I was using my bedroom curtains.

You are saying something else right now.  You are saying:  “Was he nuts?”

You are right to ask that question.  I ask myself that every time I think about this story.  I think I'll plead temporary insanity.

Anyway, what I would do was light the candle, and then lay the curtain over the top of the candle bowl and watch the flame die down inside until it was just about gone, and then pull the curtain back to see the flame jump back to life.  I did this several times with no incidents….until one time I noticed that as the curtain lay over the bowl, its white color was turning black and a little tiny bit of smoke was rising from the material.

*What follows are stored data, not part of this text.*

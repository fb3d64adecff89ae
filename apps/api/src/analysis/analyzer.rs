//! Résumé analysis flow: input check → prompt → generate → strict parse.
//!
//! Runs without touching any session state; the caller decides where the
//! outcome is stored.

use tracing::{info, warn};

use crate::analysis::prompts::build_analysis_prompt;
use crate::analysis::{parse_analysis, AnalysisError};
use crate::config::LlmSettings;
use crate::llm_client::TextGenerator;
use crate::models::analysis::AnalysisResult;

/// Analyzes raw résumé text. Blank input is rejected before the generator is called.
pub async fn analyze_resume(
    resume_text: &str,
    generator: &dyn TextGenerator,
    settings: &LlmSettings,
) -> Result<AnalysisResult, AnalysisError> {
    if resume_text.trim().is_empty() {
        return Err(AnalysisError::EmptyInput);
    }

    let prompt = build_analysis_prompt(resume_text);
    let raw = generator
        .generate(&prompt, &settings.model, &settings.options())
        .await
        .map_err(|e| {
            warn!("Resume analysis generation failed: {e}");
            AnalysisError::Service(e.to_string())
        })?;

    let result = parse_analysis(&raw).map_err(|e| {
        warn!("Resume analysis response rejected: {e}");
        e
    })?;

    info!(
        "Resume analysis complete: score={}, keywords={}",
        result.overall_score,
        result.keywords.len()
    );
    Ok(result)
}

#[cfg(test)]
pub(crate) mod tests {
    use std::sync::atomic::{AtomicUsize, Ordering};
    use std::sync::Mutex;

    use async_trait::async_trait;

    use super::*;
    use crate::llm_client::{GenerationOptions, LlmError};

    /// Generator double that replays one scripted outcome and records calls.
    pub struct ScriptedGenerator {
        reply: Result<String, String>,
        pub calls: AtomicUsize,
        pub last_call: Mutex<Option<(String, String, GenerationOptions)>>,
    }

    impl ScriptedGenerator {
        pub fn replying(text: &str) -> Self {
            Self {
                reply: Ok(text.to_string()),
                calls: AtomicUsize::new(0),
                last_call: Mutex::new(None),
            }
        }

        pub fn failing(message: &str) -> Self {
            Self {
                reply: Err(message.to_string()),
                calls: AtomicUsize::new(0),
                last_call: Mutex::new(None),
            }
        }
    }

    #[async_trait]
    impl TextGenerator for ScriptedGenerator {
        async fn generate(
            &self,
            prompt: &str,
            model: &str,
            options: &GenerationOptions,
        ) -> Result<String, LlmError> {
            self.calls.fetch_add(1, Ordering::SeqCst);
            *self.last_call.lock().unwrap() =
                Some((prompt.to_string(), model.to_string(), *options));
            match &self.reply {
                Ok(text) => Ok(text.clone()),
                Err(message) => Err(LlmError::Api {
                    status: 503,
                    message: message.clone(),
                }),
            }
        }
    }

    pub const VALID_RESPONSE: &str = r#"{
        "overallScore": 82,
        "strengths": ["Quantified impact", "Modern stack", "Clear layout"],
        "improvements": ["Add summary", "Trim older roles", "Consistent dates"],
        "keywords": ["Rust", "Tokio", "Kubernetes", "PostgreSQL", "AWS"],
        "tips": ["Lead with results", "Tailor per role", "Keep to one page"],
        "summary": "Strong backend résumé with room to sharpen the narrative."
    }"#;

    #[tokio::test]
    async fn test_blank_input_never_calls_generator() {
        let generator = ScriptedGenerator::replying(VALID_RESPONSE);
        let err = analyze_resume("  \n\t", &generator, &LlmSettings::default())
            .await
            .unwrap_err();
        assert!(matches!(err, AnalysisError::EmptyInput));
        assert_eq!(generator.calls.load(Ordering::SeqCst), 0);
    }

    #[tokio::test]
    async fn test_successful_analysis_uses_configured_model_and_options() {
        let generator = ScriptedGenerator::replying(VALID_RESPONSE);
        let settings = LlmSettings::default();
        let result = analyze_resume("Jane Roe — Rust engineer", &generator, &settings)
            .await
            .unwrap();
        assert_eq!(result.overall_score, 82.0);
        assert_eq!(result.keywords.len(), 5);

        let (prompt, model, options) = generator.last_call.lock().unwrap().clone().unwrap();
        assert!(prompt.contains("Jane Roe — Rust engineer"));
        assert_eq!(model, settings.model);
        assert_eq!(options, settings.options());
    }

    #[tokio::test]
    async fn test_service_failure_is_typed() {
        let generator = ScriptedGenerator::failing("overloaded");
        let err = analyze_resume("resume", &generator, &LlmSettings::default())
            .await
            .unwrap_err();
        match err {
            AnalysisError::Service(reason) => assert!(reason.contains("overloaded")),
            other => panic!("expected service failure, got {other:?}"),
        }
    }

    #[tokio::test]
    async fn test_prose_response_is_parse_failure() {
        let generator = ScriptedGenerator::replying("Sure! Here is my analysis: great resume.");
        let err = analyze_resume("resume", &generator, &LlmSettings::default())
            .await
            .unwrap_err();
        assert!(matches!(err, AnalysisError::Parse { .. }));
        assert_eq!(err.raw(), Some("Sure! Here is my analysis: great resume."));
    }

    #[tokio::test]
    async fn test_single_call_per_request() {
        let generator = ScriptedGenerator::replying("not json");
        let _ = analyze_resume("resume", &generator, &LlmSettings::default()).await;
        assert_eq!(generator.calls.load(Ordering::SeqCst), 1);
    }
}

“Crap!” I said in a hushed scream!  And, I pulled the curtain free!

I was lucky.  It didn’t actually catch fire.  But, I think I was VERY close to catching my folks’ house on fire.   Another couple of seconds and this story would have had a very different ending.  That close call put an end to my fire games and experiments.  As I’ve said before in this series, it was one more thing that I never did again.
Curiosity almost burned down my parents' house.  I don't play with fire anymore, but if there is anything that causes me more grief in my life than anything else, it is my curiosity.  I have an intense amount of it, and it is a blessing in some ways, and a definite curse in others.